**Task to carry out**
Go line by line through the entries and show those that hold the string "applying".

Stored data entries
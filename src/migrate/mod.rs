use anyhow::{Context, Result};
use rusqlite::{params, Connection, OptionalExtension};

/// Embedded SQL migration with version, direction, and content.
struct Migration {
    version: u32,
    up_sql: &'static str,
    down_sql: &'static str,
}

/// All embedded migrations, ordered by version.
static MIGRATIONS: &[Migration] = &[
    Migration {
        version: 1,
        up_sql: include_str!("sql/001_init.up.sql"),
        down_sql: include_str!("sql/001_init.down.sql"),
    },
    Migration {
        version: 2,
        up_sql: include_str!("sql/002_app_time_index.up.sql"),
        down_sql: include_str!("sql/002_app_time_index.down.sql"),
    },
];

/// Latest embedded schema version.
pub fn latest_version() -> u32 {
    MIGRATIONS.last().map_or(0, |m| m.version)
}

/// Applies embedded SQLite schema migrations.
///
/// Progress is tracked in a single-row `schema_migrations` table holding the
/// current version and a dirty flag set while a migration is running.
pub struct SqliteMigrator<'a> {
    conn: &'a Connection,
}

impl<'a> SqliteMigrator<'a> {
    /// Creates a migrator operating on the given connection.
    pub fn new(conn: &'a Connection) -> Self {
        Self { conn }
    }

    /// Applies all pending forward migrations.
    pub fn up(&self) -> Result<()> {
        self.ensure_migrations_table()?;

        let (current_version, dirty) = self.current_version()?;

        if dirty {
            anyhow::bail!(
                "migration version {current_version} is dirty, manual intervention required"
            );
        }

        let mut applied = 0u32;

        for migration in MIGRATIONS {
            if migration.version <= current_version {
                continue;
            }

            tracing::info!(version = migration.version, "applying migration");

            self.set_version(migration.version, true)?;
            self.execute_sql(migration.up_sql)
                .with_context(|| format!("applying migration version {}", migration.version))?;
            self.set_version(migration.version, false)?;

            applied += 1;
        }

        if applied == 0 {
            tracing::debug!(version = current_version, "no pending migrations");
        } else {
            tracing::info!(version = latest_version(), applied, "migrations completed");
        }

        Ok(())
    }

    /// Rolls back the last applied migration.
    pub fn down(&self) -> Result<()> {
        self.ensure_migrations_table()?;

        let (current_version, _) = self.current_version()?;

        if current_version == 0 {
            tracing::info!("no migrations to roll back");
            return Ok(());
        }

        let migration = MIGRATIONS
            .iter()
            .find(|m| m.version == current_version)
            .with_context(|| format!("migration version {current_version} not found"))?;

        tracing::info!(version = current_version, "rolling back migration");

        self.set_version(current_version, true)?;
        self.execute_sql(migration.down_sql)
            .with_context(|| format!("rolling back migration version {current_version}"))?;

        let prev_version = MIGRATIONS
            .iter()
            .filter(|m| m.version < current_version)
            .map(|m| m.version)
            .max()
            .unwrap_or(0);

        self.set_version(prev_version, false)?;

        tracing::info!(version = prev_version, "rollback completed");

        Ok(())
    }

    /// Returns the current migration version and dirty flag.
    pub fn status(&self) -> Result<(u32, bool)> {
        self.ensure_migrations_table()?;
        self.current_version()
    }

    fn ensure_migrations_table(&self) -> Result<()> {
        self.conn
            .execute(
                "CREATE TABLE IF NOT EXISTS schema_migrations (
                    version INTEGER NOT NULL,
                    dirty INTEGER NOT NULL
                )",
                [],
            )
            .context("creating schema_migrations table")?;
        Ok(())
    }

    fn current_version(&self) -> Result<(u32, bool)> {
        let row = self
            .conn
            .query_row(
                "SELECT version, dirty FROM schema_migrations LIMIT 1",
                [],
                |row| Ok((row.get::<_, u32>(0)?, row.get::<_, i64>(1)? != 0)),
            )
            .optional()
            .context("querying migration version")?;

        Ok(row.unwrap_or((0, false)))
    }

    fn set_version(&self, version: u32, dirty: bool) -> Result<()> {
        self.conn
            .execute("DELETE FROM schema_migrations", [])
            .context("clearing schema_migrations")?;
        self.conn
            .execute(
                "INSERT INTO schema_migrations (version, dirty) VALUES (?1, ?2)",
                params![version, i64::from(dirty)],
            )
            .context("inserting migration version")?;
        Ok(())
    }

    fn execute_sql(&self, sql: &str) -> Result<()> {
        for statement in split_statements(sql) {
            self.conn.execute_batch(statement).with_context(|| {
                let preview: String = statement.chars().take(80).collect();
                format!("executing migration statement: {preview}...")
            })?;
        }
        Ok(())
    }
}

/// Splits SQL text into individual statements by semicolons.
fn split_statements(sql: &str) -> Vec<&str> {
    sql.split(';')
        .map(str::trim)
        .filter(|s| !s.is_empty())
        .collect()
}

**Output of the task**
            tracing::info!(version = migration.version, "applying migration");
                .with_context(|| format!("applying migration version {}", migration.version))?;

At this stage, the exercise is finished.